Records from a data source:

↓

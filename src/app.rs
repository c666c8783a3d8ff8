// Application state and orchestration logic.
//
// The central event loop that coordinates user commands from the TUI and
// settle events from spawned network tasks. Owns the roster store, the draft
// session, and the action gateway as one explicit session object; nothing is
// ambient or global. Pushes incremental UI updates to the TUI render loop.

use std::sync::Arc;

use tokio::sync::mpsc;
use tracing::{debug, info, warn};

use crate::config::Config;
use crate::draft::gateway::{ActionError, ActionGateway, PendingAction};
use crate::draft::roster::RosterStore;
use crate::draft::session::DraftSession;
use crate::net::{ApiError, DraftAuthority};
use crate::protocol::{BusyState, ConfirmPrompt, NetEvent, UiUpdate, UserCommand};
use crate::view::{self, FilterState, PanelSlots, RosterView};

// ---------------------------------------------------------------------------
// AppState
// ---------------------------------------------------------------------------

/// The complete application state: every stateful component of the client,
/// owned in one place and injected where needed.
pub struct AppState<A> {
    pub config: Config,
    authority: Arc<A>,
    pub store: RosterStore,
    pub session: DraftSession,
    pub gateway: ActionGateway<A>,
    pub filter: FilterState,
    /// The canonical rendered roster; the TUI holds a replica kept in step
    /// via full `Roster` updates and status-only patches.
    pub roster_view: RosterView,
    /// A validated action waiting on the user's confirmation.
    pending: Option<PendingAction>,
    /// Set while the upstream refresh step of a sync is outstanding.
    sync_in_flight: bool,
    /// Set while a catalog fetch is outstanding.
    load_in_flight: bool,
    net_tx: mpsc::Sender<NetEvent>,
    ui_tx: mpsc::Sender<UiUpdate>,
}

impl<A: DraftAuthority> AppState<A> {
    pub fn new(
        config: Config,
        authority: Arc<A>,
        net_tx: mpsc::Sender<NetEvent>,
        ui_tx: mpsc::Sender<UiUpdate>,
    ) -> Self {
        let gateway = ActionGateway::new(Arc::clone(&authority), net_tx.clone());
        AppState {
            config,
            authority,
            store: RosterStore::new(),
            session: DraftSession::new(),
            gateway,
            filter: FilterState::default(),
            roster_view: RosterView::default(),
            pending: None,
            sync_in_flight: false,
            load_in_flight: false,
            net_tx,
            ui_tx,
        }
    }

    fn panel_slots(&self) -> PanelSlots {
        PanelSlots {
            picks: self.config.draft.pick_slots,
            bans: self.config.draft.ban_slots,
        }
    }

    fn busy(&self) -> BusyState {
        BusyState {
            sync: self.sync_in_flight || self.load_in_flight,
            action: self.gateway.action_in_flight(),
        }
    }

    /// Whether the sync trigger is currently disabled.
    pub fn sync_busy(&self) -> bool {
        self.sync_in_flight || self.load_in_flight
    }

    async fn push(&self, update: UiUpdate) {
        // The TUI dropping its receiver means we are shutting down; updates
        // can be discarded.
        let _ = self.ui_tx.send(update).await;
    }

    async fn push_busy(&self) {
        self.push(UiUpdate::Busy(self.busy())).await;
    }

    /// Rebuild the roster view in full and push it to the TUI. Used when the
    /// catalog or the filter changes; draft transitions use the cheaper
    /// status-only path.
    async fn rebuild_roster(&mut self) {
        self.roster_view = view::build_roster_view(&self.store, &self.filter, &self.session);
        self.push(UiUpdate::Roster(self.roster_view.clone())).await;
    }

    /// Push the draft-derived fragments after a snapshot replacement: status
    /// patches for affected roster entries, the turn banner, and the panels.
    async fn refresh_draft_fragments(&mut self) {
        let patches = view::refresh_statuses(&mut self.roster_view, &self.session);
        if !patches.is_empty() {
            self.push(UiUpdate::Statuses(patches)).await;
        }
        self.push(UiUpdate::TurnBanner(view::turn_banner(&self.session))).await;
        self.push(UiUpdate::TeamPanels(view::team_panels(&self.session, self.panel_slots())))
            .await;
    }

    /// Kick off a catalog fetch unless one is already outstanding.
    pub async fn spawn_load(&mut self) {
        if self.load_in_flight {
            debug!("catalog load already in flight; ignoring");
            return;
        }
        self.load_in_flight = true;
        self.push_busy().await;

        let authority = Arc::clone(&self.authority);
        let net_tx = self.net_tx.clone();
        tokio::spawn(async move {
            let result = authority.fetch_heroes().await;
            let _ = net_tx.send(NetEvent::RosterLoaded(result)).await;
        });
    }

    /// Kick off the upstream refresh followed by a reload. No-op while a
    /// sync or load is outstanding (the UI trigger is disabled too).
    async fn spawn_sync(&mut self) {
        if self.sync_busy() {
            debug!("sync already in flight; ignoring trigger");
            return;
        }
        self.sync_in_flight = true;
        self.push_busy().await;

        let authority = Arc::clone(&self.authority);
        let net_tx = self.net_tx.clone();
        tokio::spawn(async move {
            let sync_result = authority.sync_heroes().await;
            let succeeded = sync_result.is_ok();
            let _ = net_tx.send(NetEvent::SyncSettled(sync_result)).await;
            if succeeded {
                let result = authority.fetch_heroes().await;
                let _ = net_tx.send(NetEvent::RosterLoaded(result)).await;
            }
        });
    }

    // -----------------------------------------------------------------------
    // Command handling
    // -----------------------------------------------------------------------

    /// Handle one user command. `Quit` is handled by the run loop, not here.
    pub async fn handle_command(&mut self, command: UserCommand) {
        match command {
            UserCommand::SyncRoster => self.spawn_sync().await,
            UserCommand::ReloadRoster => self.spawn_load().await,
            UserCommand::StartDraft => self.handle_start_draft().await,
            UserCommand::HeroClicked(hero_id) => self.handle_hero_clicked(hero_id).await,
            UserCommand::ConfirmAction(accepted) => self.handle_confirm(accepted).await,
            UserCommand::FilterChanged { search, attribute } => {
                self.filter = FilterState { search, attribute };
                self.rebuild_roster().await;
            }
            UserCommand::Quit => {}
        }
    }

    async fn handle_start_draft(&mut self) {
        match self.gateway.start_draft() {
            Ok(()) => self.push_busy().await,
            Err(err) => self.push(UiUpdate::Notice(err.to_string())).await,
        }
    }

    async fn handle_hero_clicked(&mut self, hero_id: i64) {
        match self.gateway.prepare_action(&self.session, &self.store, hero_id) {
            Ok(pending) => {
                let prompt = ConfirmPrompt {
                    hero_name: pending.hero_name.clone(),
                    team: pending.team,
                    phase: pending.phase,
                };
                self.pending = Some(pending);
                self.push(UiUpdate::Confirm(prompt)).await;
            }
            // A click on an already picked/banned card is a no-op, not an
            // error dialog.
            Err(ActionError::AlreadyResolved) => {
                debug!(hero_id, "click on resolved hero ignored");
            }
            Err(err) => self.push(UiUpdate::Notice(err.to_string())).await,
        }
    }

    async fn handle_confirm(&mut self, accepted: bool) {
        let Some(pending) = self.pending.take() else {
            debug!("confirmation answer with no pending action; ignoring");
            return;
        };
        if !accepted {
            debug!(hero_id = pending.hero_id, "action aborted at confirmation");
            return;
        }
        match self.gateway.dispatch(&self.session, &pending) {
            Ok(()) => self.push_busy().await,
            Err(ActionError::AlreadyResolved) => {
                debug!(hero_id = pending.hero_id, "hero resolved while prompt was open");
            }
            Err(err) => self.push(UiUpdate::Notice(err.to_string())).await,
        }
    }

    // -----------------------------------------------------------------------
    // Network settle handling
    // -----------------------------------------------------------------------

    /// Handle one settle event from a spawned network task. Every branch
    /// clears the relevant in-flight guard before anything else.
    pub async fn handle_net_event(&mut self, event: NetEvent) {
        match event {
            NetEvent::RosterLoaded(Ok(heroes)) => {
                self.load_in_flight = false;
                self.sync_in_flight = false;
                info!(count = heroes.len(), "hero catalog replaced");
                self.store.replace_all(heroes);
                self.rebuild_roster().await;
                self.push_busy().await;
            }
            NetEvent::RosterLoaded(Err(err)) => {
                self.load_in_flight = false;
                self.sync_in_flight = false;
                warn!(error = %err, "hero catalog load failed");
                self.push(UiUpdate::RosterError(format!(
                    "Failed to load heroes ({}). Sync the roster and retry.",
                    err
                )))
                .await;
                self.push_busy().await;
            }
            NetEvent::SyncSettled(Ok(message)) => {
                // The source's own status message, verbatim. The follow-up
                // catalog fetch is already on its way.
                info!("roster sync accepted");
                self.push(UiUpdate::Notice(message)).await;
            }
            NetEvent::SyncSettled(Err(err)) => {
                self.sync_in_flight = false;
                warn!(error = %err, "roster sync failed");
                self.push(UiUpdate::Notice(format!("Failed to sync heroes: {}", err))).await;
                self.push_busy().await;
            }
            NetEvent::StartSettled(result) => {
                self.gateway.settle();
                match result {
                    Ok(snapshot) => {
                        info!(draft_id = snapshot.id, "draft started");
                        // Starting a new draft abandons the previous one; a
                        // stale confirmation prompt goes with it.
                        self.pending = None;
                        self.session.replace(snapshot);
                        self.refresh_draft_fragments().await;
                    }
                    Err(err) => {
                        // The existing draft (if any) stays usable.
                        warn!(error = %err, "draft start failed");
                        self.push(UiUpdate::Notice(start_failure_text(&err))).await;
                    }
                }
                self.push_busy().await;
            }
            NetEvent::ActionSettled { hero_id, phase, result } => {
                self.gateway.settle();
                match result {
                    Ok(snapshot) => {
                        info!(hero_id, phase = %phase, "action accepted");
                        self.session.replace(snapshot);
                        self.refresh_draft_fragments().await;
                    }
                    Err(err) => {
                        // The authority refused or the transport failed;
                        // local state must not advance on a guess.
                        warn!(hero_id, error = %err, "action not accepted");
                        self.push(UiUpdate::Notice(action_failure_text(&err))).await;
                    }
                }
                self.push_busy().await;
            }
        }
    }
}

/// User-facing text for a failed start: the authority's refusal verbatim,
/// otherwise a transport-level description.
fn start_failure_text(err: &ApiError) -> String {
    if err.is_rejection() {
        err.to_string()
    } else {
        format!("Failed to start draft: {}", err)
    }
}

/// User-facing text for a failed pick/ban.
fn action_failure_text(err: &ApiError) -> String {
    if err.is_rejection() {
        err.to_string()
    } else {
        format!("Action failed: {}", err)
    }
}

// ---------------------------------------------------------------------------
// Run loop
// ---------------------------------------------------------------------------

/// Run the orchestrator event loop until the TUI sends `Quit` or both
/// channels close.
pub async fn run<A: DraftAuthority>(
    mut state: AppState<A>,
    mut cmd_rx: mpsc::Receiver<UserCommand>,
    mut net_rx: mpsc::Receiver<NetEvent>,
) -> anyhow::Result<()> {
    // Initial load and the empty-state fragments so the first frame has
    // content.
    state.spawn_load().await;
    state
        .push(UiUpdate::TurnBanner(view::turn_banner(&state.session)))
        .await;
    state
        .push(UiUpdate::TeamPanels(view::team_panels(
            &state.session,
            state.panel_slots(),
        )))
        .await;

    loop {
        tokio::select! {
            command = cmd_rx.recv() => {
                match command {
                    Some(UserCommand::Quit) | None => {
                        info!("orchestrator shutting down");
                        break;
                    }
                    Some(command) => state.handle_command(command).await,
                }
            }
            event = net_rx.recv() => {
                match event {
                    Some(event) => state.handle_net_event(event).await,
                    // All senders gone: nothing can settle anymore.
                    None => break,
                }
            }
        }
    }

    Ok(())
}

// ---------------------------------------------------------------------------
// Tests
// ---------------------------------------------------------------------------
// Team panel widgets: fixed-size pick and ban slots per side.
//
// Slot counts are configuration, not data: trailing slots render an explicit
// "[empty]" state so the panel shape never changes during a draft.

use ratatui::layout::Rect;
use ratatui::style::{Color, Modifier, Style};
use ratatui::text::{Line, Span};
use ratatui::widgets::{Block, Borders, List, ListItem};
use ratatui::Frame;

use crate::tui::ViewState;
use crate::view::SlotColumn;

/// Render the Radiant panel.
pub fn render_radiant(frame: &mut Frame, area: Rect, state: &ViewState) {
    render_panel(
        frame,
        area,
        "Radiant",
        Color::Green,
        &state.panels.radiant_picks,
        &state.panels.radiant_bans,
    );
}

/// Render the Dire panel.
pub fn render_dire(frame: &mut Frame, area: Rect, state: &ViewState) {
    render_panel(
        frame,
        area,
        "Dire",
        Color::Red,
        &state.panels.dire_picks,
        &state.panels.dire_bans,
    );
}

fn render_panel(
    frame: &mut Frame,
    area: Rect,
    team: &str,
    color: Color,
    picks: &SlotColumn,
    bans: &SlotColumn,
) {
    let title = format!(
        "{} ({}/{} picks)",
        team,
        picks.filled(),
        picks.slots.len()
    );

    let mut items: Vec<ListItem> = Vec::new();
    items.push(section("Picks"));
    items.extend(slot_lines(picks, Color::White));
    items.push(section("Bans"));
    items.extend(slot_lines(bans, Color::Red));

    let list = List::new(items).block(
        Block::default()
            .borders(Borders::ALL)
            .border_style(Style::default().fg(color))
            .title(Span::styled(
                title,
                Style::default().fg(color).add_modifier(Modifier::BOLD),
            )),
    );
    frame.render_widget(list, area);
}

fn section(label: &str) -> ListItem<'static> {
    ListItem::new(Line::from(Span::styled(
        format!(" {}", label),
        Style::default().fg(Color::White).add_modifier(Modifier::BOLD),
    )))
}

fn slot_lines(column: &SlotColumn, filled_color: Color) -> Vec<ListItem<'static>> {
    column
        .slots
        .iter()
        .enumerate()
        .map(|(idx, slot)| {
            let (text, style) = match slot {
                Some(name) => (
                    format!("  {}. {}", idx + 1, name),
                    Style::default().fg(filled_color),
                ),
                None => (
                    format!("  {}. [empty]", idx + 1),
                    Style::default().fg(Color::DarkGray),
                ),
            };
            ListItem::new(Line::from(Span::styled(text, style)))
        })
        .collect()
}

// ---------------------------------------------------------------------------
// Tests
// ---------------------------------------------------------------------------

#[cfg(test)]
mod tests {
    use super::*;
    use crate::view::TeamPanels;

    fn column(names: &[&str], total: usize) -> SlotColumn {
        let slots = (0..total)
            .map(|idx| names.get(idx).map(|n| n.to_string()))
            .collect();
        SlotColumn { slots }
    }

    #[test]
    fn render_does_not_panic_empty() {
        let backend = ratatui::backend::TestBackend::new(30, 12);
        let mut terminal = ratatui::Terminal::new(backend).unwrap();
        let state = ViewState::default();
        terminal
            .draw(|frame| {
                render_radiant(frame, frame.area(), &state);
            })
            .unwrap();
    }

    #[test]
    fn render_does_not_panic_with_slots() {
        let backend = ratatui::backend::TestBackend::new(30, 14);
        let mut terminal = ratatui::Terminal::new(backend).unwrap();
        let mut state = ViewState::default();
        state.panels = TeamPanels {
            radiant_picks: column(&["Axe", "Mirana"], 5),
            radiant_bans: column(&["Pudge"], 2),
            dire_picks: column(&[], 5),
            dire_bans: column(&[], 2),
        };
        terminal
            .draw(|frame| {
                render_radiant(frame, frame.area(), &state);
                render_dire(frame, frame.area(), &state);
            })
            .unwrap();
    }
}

↑
↓

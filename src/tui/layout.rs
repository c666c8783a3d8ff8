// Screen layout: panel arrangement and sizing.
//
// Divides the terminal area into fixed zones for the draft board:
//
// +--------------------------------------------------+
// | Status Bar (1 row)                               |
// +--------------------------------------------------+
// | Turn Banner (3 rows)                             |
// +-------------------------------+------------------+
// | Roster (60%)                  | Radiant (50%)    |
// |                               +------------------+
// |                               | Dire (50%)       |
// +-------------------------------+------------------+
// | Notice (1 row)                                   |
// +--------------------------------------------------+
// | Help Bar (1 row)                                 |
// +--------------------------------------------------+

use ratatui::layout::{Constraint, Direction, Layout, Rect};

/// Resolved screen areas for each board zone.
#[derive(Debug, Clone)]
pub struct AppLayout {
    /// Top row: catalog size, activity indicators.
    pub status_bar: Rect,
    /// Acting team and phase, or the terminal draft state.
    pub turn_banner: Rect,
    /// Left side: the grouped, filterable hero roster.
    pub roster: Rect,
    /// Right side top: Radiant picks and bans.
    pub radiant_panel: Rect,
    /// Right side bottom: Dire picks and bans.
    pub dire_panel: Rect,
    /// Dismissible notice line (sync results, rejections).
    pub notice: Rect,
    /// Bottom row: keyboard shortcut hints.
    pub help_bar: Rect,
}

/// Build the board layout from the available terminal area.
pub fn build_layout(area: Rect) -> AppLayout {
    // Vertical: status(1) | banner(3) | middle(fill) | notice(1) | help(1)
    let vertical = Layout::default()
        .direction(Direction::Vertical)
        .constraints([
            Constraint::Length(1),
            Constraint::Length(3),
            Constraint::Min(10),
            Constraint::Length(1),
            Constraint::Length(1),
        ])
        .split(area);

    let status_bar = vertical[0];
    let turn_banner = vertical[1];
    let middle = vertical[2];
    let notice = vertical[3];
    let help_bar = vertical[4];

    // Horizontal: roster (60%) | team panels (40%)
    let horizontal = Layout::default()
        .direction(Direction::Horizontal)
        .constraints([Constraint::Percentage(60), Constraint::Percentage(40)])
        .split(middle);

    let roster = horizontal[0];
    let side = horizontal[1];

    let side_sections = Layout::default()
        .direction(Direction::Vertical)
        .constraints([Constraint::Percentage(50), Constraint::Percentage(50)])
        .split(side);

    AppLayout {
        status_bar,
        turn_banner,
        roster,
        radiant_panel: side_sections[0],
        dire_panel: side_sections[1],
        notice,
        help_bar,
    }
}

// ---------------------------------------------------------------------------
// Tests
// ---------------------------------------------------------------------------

↑

With "attribute" as the word to match, copy each line of the records that has it.

-- Answer for the task --
            UserCommand::FilterChanged { search, attribute } => {
                self.filter = FilterState { search, attribute };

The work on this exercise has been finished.